§ **Your assignment**
Count the lines in the data below holding the string "StaticPolicyResolver" and write the total by itself.

§ **Provided records**
··········

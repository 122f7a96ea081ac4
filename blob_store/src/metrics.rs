//! Metrics for blob store operations.

use std::time::Instant;

use opentelemetry::{
    metrics::{Counter, Histogram, Meter},
    KeyValue,
};

/// Metrics for blob storage operations.
#[derive(Clone)]
pub struct BlobMetrics {
    /// Histogram for operation latencies.
    pub operations: Histogram<f64>,

    /// Counter for operation errors.
    pub errors: Counter<u64>,

    /// Counter for tiers back-filled after a lower-tier hit.
    pub populated: Counter<u64>,
}

impl BlobMetrics {
    pub fn new(meter: &Meter) -> Self {
        let operations = meter
            .f64_histogram("blob_storage_operation_duration_seconds")
            .with_description("Duration of blob storage operations in seconds")
            .build();

        let errors = meter
            .u64_counter("blob_storage_errors_total")
            .with_description("Total number of blob storage errors")
            .build();

        let populated = meter
            .u64_counter("blob_storage_tier_populations_total")
            .with_description("Number of upper tiers back-filled after a lower-tier hit")
            .build();

        Self {
            operations,
            errors,
            populated,
        }
    }

    pub fn record_error(&self, op: &'static str, backend: &str) {
        self.errors.add(
            1,
            &[
                KeyValue::new("op", op),
                KeyValue::new("backend", backend.to_string()),
            ],
        );
    }
}

/// Timer for measuring operation duration.
pub struct Timer {
    start: Instant,
    histogram: Histogram<f64>,
    labels: Vec<KeyValue>,
}

impl Timer {
    pub fn start_with_labels(histogram: &Histogram<f64>, labels: &[KeyValue]) -> Self {
        Self {
            start: Instant::now(),
            histogram: histogram.clone(),
            labels: labels.to_vec(),
        }
    }
}

impl Drop for Timer {
    fn drop(&mut self) {
        let duration = self.start.elapsed().as_secs_f64();
        self.histogram.record(duration, &self.labels);
    }
}
//! Background checks that reconcile the blob index, the physical stores and
//! the reference store.
//!
//! Each check runs as a polling loop for the life of the process. Checks that
//! touch shared state only run on the elected leader. A failure on a single
//! record is logged and recorded on its span; it never aborts the pass.

mod blob_index_check;
mod blob_store_check;
mod ref_store_check;

use std::{
    sync::{
        atomic::{AtomicU64, Ordering},
        Arc,
    },
    time::Duration,
};

use anyhow::Result;
use async_trait::async_trait;
use opentelemetry::{metrics::Counter, KeyValue};
use tokio::sync::watch;
use tracing::{debug, error, info};

pub use self::{
    blob_index_check::BlobIndexCheck,
    blob_store_check::BlobStoreCheck,
    ref_store_check::RefStoreCheck,
};
use crate::leader::LeaderElection;

/// Records between two progress log lines.
const PROGRESS_INTERVAL: u64 = 1000;

#[derive(Debug, Clone, Copy, Default, PartialEq, Eq)]
pub struct ScanReport {
    pub scanned: u64,
    pub repaired: u64,
    pub deleted: u64,
}

/// Counters shared by the concurrent record checks of one pass.
#[derive(Default)]
pub(crate) struct ScanCounters {
    scanned: AtomicU64,
    repaired: AtomicU64,
    deleted: AtomicU64,
}

impl ScanCounters {
    pub(crate) fn scanned(&self, check: &str) {
        let scanned = self.scanned.fetch_add(1, Ordering::Relaxed) + 1;
        if scanned % PROGRESS_INTERVAL == 0 {
            info!(check, scanned, "consistency check progress");
        }
    }

    pub(crate) fn repaired(&self) {
        self.repaired.fetch_add(1, Ordering::Relaxed);
    }

    pub(crate) fn deleted(&self) {
        self.deleted.fetch_add(1, Ordering::Relaxed);
    }

    pub(crate) fn report(&self) -> ScanReport {
        ScanReport {
            scanned: self.scanned.load(Ordering::Relaxed),
            repaired: self.repaired.load(Ordering::Relaxed),
            deleted: self.deleted.load(Ordering::Relaxed),
        }
    }
}

#[async_trait]
pub trait ConsistencyCheck: Send + Sync {
    fn name(&self) -> &'static str;

    /// Whether the whole pass only runs on the leader. Checks that mix local
    /// and shared resources decide per resource instead.
    fn requires_leader(&self) -> bool {
        true
    }

    async fn run_pass(&self) -> Result<ScanReport>;
}

#[derive(Clone)]
struct ConsistencyMetrics {
    scanned: Counter<u64>,
    repaired: Counter<u64>,
    deleted: Counter<u64>,
}

impl ConsistencyMetrics {
    fn new() -> Self {
        let meter = opentelemetry::global::meter("blob-server");
        Self {
            scanned: meter
                .u64_counter("consistency_records_scanned_total")
                .with_description("Records visited by consistency checks")
                .build(),
            repaired: meter
                .u64_counter("consistency_records_repaired_total")
                .with_description("Records repaired by consistency checks")
                .build(),
            deleted: meter
                .u64_counter("consistency_records_deleted_total")
                .with_description("Records deleted by consistency checks")
                .build(),
        }
    }

    fn record(&self, check: &'static str, report: &ScanReport) {
        let labels = [KeyValue::new("check", check)];
        self.scanned.add(report.scanned, &labels);
        self.repaired.add(report.repaired, &labels);
        self.deleted.add(report.deleted, &labels);
    }
}

/// Polling loop around one check.
pub struct ConsistencyWorker {
    check: Arc<dyn ConsistencyCheck>,
    leader: Arc<dyn LeaderElection>,
    poll_interval: Duration,
    metrics: ConsistencyMetrics,
}

impl ConsistencyWorker {
    pub fn new(
        check: Arc<dyn ConsistencyCheck>,
        leader: Arc<dyn LeaderElection>,
        poll_interval: Duration,
    ) -> Self {
        Self {
            check,
            leader,
            poll_interval,
            metrics: ConsistencyMetrics::new(),
        }
    }

    /// Run one pass if this instance may. Returns `None` when skipped.
    pub async fn tick(&self) -> Option<ScanReport> {
        let name = self.check.name();
        if self.check.requires_leader() && !self.leader.is_this_instance_leader().await {
            debug!(check = name, "not the leader, skipping consistency pass");
            return None;
        }
        match self.check.run_pass().await {
            Ok(report) => {
                info!(
                    check = name,
                    scanned = report.scanned,
                    repaired = report.repaired,
                    deleted = report.deleted,
                    "consistency pass finished"
                );
                self.metrics.record(name, &report);
                Some(report)
            }
            Err(err) => {
                error!(check = name, "consistency pass failed: {:?}", err);
                None
            }
        }
    }

    pub async fn start(&self, mut shutdown_rx: watch::Receiver<()>) {
        info!(check = self.check.name(), "starting consistency check");
        loop {
            self.tick().await;
            tokio::select! {
                _ = tokio::time::sleep(self.poll_interval) => {},
                _ = shutdown_rx.changed() => {
                    info!(check = self.check.name(), "consistency check shutting down");
                    break;
                }
            }
        }
    }
}
use std::collections::{BTreeMap, BTreeSet};

use async_trait::async_trait;
use dashmap::DashMap;
use data_model::{BlobError, BlobId, BlobReference, BlobResult, BucketId, NamespaceId, RefId};
use futures::StreamExt;

use crate::{validate_region, BlobIndex, BlobReferenceStream, IndexedBlobStream};

#[derive(Default)]
struct IndexEntry {
    regions: BTreeSet<String>,
    references: BTreeMap<String, BlobReference>,
}

/// Process-local index, used by tests and single-node deployments.
pub struct MemoryBlobIndex {
    current_region: String,
    entries: DashMap<(NamespaceId, BlobId), IndexEntry>,
}

impl MemoryBlobIndex {
    pub fn new(current_region: impl Into<String>) -> Self {
        Self {
            current_region: current_region.into(),
            entries: DashMap::new(),
        }
    }

    fn region<'a>(&'a self, region: Option<&'a str>) -> BlobResult<&'a str> {
        let region = region.unwrap_or(&self.current_region);
        validate_region(region)?;
        Ok(region)
    }

    fn add_reference(&self, ns: &NamespaceId, blob: &BlobId, reference: BlobReference) {
        self.entries
            .entry((ns.clone(), *blob))
            .or_default()
            .references
            .insert(reference.key(), reference);
    }
}

#[async_trait]
impl BlobIndex for MemoryBlobIndex {
    fn current_region(&self) -> &str {
        &self.current_region
    }

    async fn add_blob_to_index(
        &self,
        ns: &NamespaceId,
        blob: &BlobId,
        region: Option<&str>,
    ) -> BlobResult<()> {
        let region = self.region(region)?;
        self.entries
            .entry((ns.clone(), *blob))
            .or_default()
            .regions
            .insert(region.to_string());
        Ok(())
    }

    async fn remove_blob_from_region(
        &self,
        ns: &NamespaceId,
        blob: &BlobId,
        region: Option<&str>,
    ) -> BlobResult<()> {
        let region = self.region(region)?;
        if let Some(mut entry) = self.entries.get_mut(&(ns.clone(), *blob)) {
            entry.regions.remove(region);
        }
        Ok(())
    }

    async fn blob_exists_in_region(
        &self,
        ns: &NamespaceId,
        blob: &BlobId,
        region: Option<&str>,
    ) -> BlobResult<bool> {
        let region = self.region(region)?;
        Ok(self
            .entries
            .get(&(ns.clone(), *blob))
            .is_some_and(|entry| entry.regions.contains(region)))
    }

    async fn get_blob_regions(&self, ns: &NamespaceId, blob: &BlobId) -> BlobResult<Vec<String>> {
        self.entries
            .get(&(ns.clone(), *blob))
            .map(|entry| entry.regions.iter().cloned().collect())
            .ok_or_else(|| BlobError::blob_not_found(ns, blob))
    }

    async fn add_ref_to_blobs(
        &self,
        ns: &NamespaceId,
        bucket: &BucketId,
        key: &RefId,
        blobs: &[BlobId],
    ) -> BlobResult<()> {
        for blob in blobs {
            self.add_reference(
                ns,
                blob,
                BlobReference::Ref {
                    bucket: bucket.clone(),
                    key: key.clone(),
                },
            );
        }
        Ok(())
    }

    async fn add_blob_references(
        &self,
        ns: &NamespaceId,
        source: &BlobId,
        target: &BlobId,
    ) -> BlobResult<()> {
        self.add_reference(ns, target, BlobReference::Blob { blob: *source });
        Ok(())
    }

    async fn remove_references(
        &self,
        ns: &NamespaceId,
        blob: &BlobId,
        refs: Option<&[BlobReference]>,
    ) -> BlobResult<()> {
        if let Some(mut entry) = self.entries.get_mut(&(ns.clone(), *blob)) {
            match refs {
                Some(refs) => {
                    for reference in refs {
                        entry.references.remove(&reference.key());
                    }
                }
                None => entry.references.clear(),
            }
        }
        Ok(())
    }

    fn get_blob_references(&self, ns: &NamespaceId, blob: &BlobId) -> BlobReferenceStream {
        let references: Vec<BlobResult<BlobReference>> = self
            .entries
            .get(&(ns.clone(), *blob))
            .map(|entry| entry.references.values().cloned().map(Ok).collect())
            .unwrap_or_default();
        futures::stream::iter(references).boxed()
    }

    fn get_all_blobs(&self) -> IndexedBlobStream {
        let keys: Vec<BlobResult<(NamespaceId, BlobId)>> =
            self.entries.iter().map(|entry| Ok(entry.key().clone())).collect();
        futures::stream::iter(keys).boxed()
    }
}
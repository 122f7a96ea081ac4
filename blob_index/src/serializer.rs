use std::any::type_name;

use anyhow::Result;
use serde::{de::DeserializeOwned, Serialize};

pub struct JsonEncoder;

pub trait JsonEncode {
    fn encode<T: Serialize>(value: &T) -> Result<Vec<u8>>;
    fn decode<T: DeserializeOwned>(bytes: &[u8]) -> Result<T>;
}

impl JsonEncode for JsonEncoder {
    fn encode<T: Serialize>(value: &T) -> Result<Vec<u8>> {
        serde_json::to_vec(value).map_err(|e| {
            anyhow::anyhow!(
                "error serializing into json: {}, type: {}",
                e,
                type_name::<T>()
            )
        })
    }

    fn decode<T: DeserializeOwned>(bytes: &[u8]) -> Result<T> {
        serde_json::from_slice(bytes).map_err(|e| {
            anyhow::anyhow!(
                "error deserializing from json bytes, {}, type: {}",
                e,
                type_name::<T>()
            )
        })
    }
}
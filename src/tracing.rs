use anyhow::Result;
use opentelemetry::{global, KeyValue};
use opentelemetry_otlp::{SpanExporter, WithExportConfig};
use opentelemetry_sdk::{
    trace::{SdkTracerProvider, TracerProviderBuilder},
    Resource,
};
use tracing::error;
use tracing_subscriber::{filter::LevelFilter, layer::SubscriberExt, EnvFilter, Layer};

use crate::config::ServerConfig;

const SERVICE_NAME: &str = "blob-server";

/// Crates of this workspace. Their events are kept at `info` even when
/// dependencies are quieted.
const WORKSPACE_CRATES: [&str; 4] = ["blob_server", "blob_store", "blob_index", "data_model"];

/// Filter from `RUST_LOG`, or `warn` for dependencies and `info` for the
/// workspace crates when it is unset or invalid.
pub fn get_env_filter() -> EnvFilter {
    EnvFilter::try_from_default_env().unwrap_or_else(|_| default_env_filter())
}

fn default_env_filter() -> EnvFilter {
    WORKSPACE_CRATES.iter().fold(
        EnvFilter::default().add_directive(LevelFilter::WARN.into()),
        |filter, krate| match format!("{}=info", krate).parse() {
            Ok(directive) => filter.add_directive(directive),
            Err(_) => filter,
        },
    )
}

pub fn get_log_layer<S>(config: &ServerConfig) -> Box<dyn Layer<S> + Send + Sync>
where
    S: for<'a> tracing_subscriber::registry::LookupSpan<'a>,
    S: tracing::Subscriber,
{
    if config.structured_logging() {
        return Box::new(
            tracing_subscriber::fmt::layer()
                .json()
                .flatten_event(true)
                .with_current_span(true)
                .with_span_list(false),
        );
    }

    Box::new(tracing_subscriber::fmt::layer().compact())
}

/// Attributes attached to every exported span.
fn trace_resource(config: &ServerConfig) -> Resource {
    Resource::builder()
        .with_attribute(KeyValue::new("service.name", SERVICE_NAME))
        .with_attribute(KeyValue::new("service.version", env!("CARGO_PKG_VERSION")))
        .with_attribute(KeyValue::new("deployment.environment", config.env.clone()))
        .with_attribute(KeyValue::new("blob.region", config.region.clone()))
        .with_attribute(KeyValue::new("service.instance.id", config.instance_id()))
        .build()
}

pub fn setup_tracing(config: &ServerConfig) -> Result<Option<SdkTracerProvider>> {
    let env_filter_layer = get_env_filter();
    let log_layer = get_log_layer(config);
    let subscriber =
        tracing_subscriber::Registry::default().with(log_layer.with_filter(env_filter_layer));

    if let Err(e) = tracing::subscriber::set_global_default(subscriber) {
        error!("logger was already initiated, continuing: {:?}", e);
    }

    if !config.telemetry.enable_tracing {
        return Ok(None);
    }

    let mut span_exporter = SpanExporter::builder().with_tonic();
    if let Some(endpoint) = &config.telemetry.endpoint {
        span_exporter = span_exporter.with_endpoint(endpoint.clone());
    }
    let span_exporter = span_exporter.build()?;

    let tracer_provider = TracerProviderBuilder::default()
        .with_resource(trace_resource(config))
        .with_simple_exporter(span_exporter)
        .build();
    global::set_tracer_provider(tracer_provider.clone());

    Ok(Some(tracer_provider))
}

#[cfg(test)]
mod tests {
    use opentelemetry::Key;

    use super::*;

    #[test]
    fn test_default_filter_covers_workspace_crates() {
        let rendered = default_env_filter().to_string();
        assert!(rendered.contains("warn"));
        for krate in WORKSPACE_CRATES {
            assert!(rendered.contains(&format!("{}=info", krate)), "{}", rendered);
        }
    }

    #[test]
    fn test_trace_resource_names_the_service() {
        let mut config = ServerConfig::default();
        config.region = "eu-west".to_string();
        let resource = trace_resource(&config);

        assert_eq!(
            resource.get(&Key::new("service.name")).map(|v| v.to_string()),
            Some(SERVICE_NAME.to_string())
        );
        assert_eq!(
            resource.get(&Key::new("blob.region")).map(|v| v.to_string()),
            Some("eu-west".to_string())
        );
    }
}
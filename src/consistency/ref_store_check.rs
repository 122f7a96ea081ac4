use std::sync::Arc;

use anyhow::Result;
use async_trait::async_trait;
use chrono::Utc;
use futures::StreamExt;
use tracing::{instrument, warn};

use super::{ConsistencyCheck, ScanCounters, ScanReport};
use crate::{config::CheckConfig, ref_store::ReferenceStore};

/// Stamps a last-access time on every reference that has none, so age-based
/// collection never sees a record without one.
pub struct RefStoreCheck {
    refs: Arc<dyn ReferenceStore>,
    config: CheckConfig,
}

impl RefStoreCheck {
    pub fn new(refs: Arc<dyn ReferenceStore>, config: CheckConfig) -> Self {
        Self { refs, config }
    }
}

#[async_trait]
impl ConsistencyCheck for RefStoreCheck {
    fn name(&self) -> &'static str {
        "ref_store"
    }

    #[instrument(skip(self), fields(check = "ref_store"))]
    async fn run_pass(&self) -> Result<ScanReport> {
        let counters = ScanCounters::default();
        let now = Utc::now();
        self.refs
            .records()
            .for_each_concurrent(self.config.max_parallelism, |record| {
                let counters = &counters;
                async move {
                    counters.scanned(self.name());
                    let record = match record {
                        Ok(record) => record,
                        Err(e) => {
                            warn!("failed to read reference record: {}", e);
                            return;
                        }
                    };
                    if record.last_access.is_some() {
                        return;
                    }
                    match self
                        .refs
                        .update_last_access(&record.namespace, &record.bucket, &record.key, now)
                        .await
                    {
                        Ok(()) => counters.repaired(),
                        Err(e) => warn!(
                            namespace = %record.namespace,
                            bucket = %record.bucket,
                            key = %record.key,
                            "failed to stamp last access time: {}",
                            e
                        ),
                    }
                }
            })
            .await;
        Ok(counters.report())
    }
}
//! Azure Blob Storage backend: object_store for data I/O and SAS signing,
//! azure_storage_blobs for container provisioning.

use std::{sync::Arc, time::Duration};

use async_trait::async_trait;
use azure_storage::StorageCredentials;
use azure_storage_blobs::prelude::*;
use data_model::{BlobError, BlobResult};
use object_store::azure::MicrosoftAzureBuilder;
use serde::{Deserialize, Serialize};
use tracing::{debug, info};

use super::object::{BucketHandle, BucketNaming, BucketProvider, ObjectBackend};
use crate::{BackendKind, NamespacePolicyResolver};

fn default_presign_expiry_secs() -> u64 {
    15 * 60
}

#[derive(Debug, Clone, Serialize, Deserialize, PartialEq, Eq)]
pub struct AzureConfig {
    #[serde(flatten)]
    pub naming: BucketNaming,

    pub account: String,

    /// Shared key. Without one, credentials come from the environment.
    #[serde(default)]
    pub access_key: Option<String>,

    #[serde(default)]
    pub create_container_if_missing: bool,

    #[serde(default = "default_presign_expiry_secs")]
    pub presign_expiry_secs: u64,
}

pub struct AzureProvider {
    config: AzureConfig,
    service_client: BlobServiceClient,
}

impl AzureProvider {
    pub fn new(config: AzureConfig) -> Self {
        let credentials = match &config.access_key {
            Some(key) => StorageCredentials::access_key(config.account.clone(), key.clone()),
            None => StorageCredentials::anonymous(),
        };
        let service_client = BlobServiceClient::new(&config.account, credentials);
        Self {
            config,
            service_client,
        }
    }
}

#[async_trait]
impl BucketProvider for AzureProvider {
    fn kind(&self) -> BackendKind {
        BackendKind::Azure
    }

    async fn connect(&self, container: &str) -> BlobResult<BucketHandle> {
        let mut builder = MicrosoftAzureBuilder::from_env()
            .with_account(&self.config.account)
            .with_container_name(container);
        if let Some(key) = &self.config.access_key {
            builder = builder.with_access_key(key);
        }
        let store = Arc::new(builder.build().map_err(BlobError::network)?);
        debug!(container = %container, "created Azure client");
        Ok(BucketHandle::new(container, store.clone()).with_signer(store))
    }

    async fn provision(&self, container: &str) -> BlobResult<()> {
        match self.service_client.container_client(container).create().await {
            Ok(_) => {
                info!(container = %container, "created container");
                Ok(())
            }
            Err(e) if e.to_string().contains("ContainerAlreadyExists") => Ok(()),
            Err(e) => Err(BlobError::network(e)),
        }
    }
}

pub type AzureStore = ObjectBackend<AzureProvider>;

impl ObjectBackend<AzureProvider> {
    pub fn from_config(config: AzureConfig, policies: Arc<dyn NamespacePolicyResolver>) -> Self {
        let naming = config.naming.clone();
        let create = config.create_container_if_missing;
        let expiry = Duration::from_secs(config.presign_expiry_secs);
        ObjectBackend::new(AzureProvider::new(config), naming, policies)
            .with_create_bucket_if_missing(create)
            .with_presign_expiry(expiry)
    }
}
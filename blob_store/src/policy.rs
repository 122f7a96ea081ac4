use std::collections::HashMap;

use data_model::{BlobError, BlobResult, NamespaceId, NamespacePolicy};

/// Resolves a namespace to its storage policy.
pub trait NamespacePolicyResolver: Send + Sync {
    /// Fails with `BlobError::NamespaceNotFound` for unknown namespaces.
    fn get_policies_for_ns(&self, ns: &NamespaceId) -> BlobResult<NamespacePolicy>;

    /// All namespaces this resolver knows about.
    fn namespaces(&self) -> Vec<NamespaceId>;
}

/// Policy table loaded once from configuration.
#[derive(Debug, Clone, Default)]
pub struct StaticPolicyResolver {
    policies: HashMap<NamespaceId, NamespacePolicy>,
}

impl StaticPolicyResolver {
    pub fn new(policies: HashMap<NamespaceId, NamespacePolicy>) -> Self {
        Self { policies }
    }

    pub fn with_policy(mut self, ns: NamespaceId, policy: NamespacePolicy) -> Self {
        self.policies.insert(ns, policy);
        self
    }
}

impl NamespacePolicyResolver for StaticPolicyResolver {
    fn get_policies_for_ns(&self, ns: &NamespaceId) -> BlobResult<NamespacePolicy> {
        self.policies
            .get(ns)
            .cloned()
            .ok_or_else(|| BlobError::namespace_not_found(ns))
    }

    fn namespaces(&self) -> Vec<NamespaceId> {
        let mut namespaces: Vec<_> = self.policies.keys().cloned().collect();
        namespaces.sort();
        namespaces
    }
}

··········

§ **Answer to this task**
3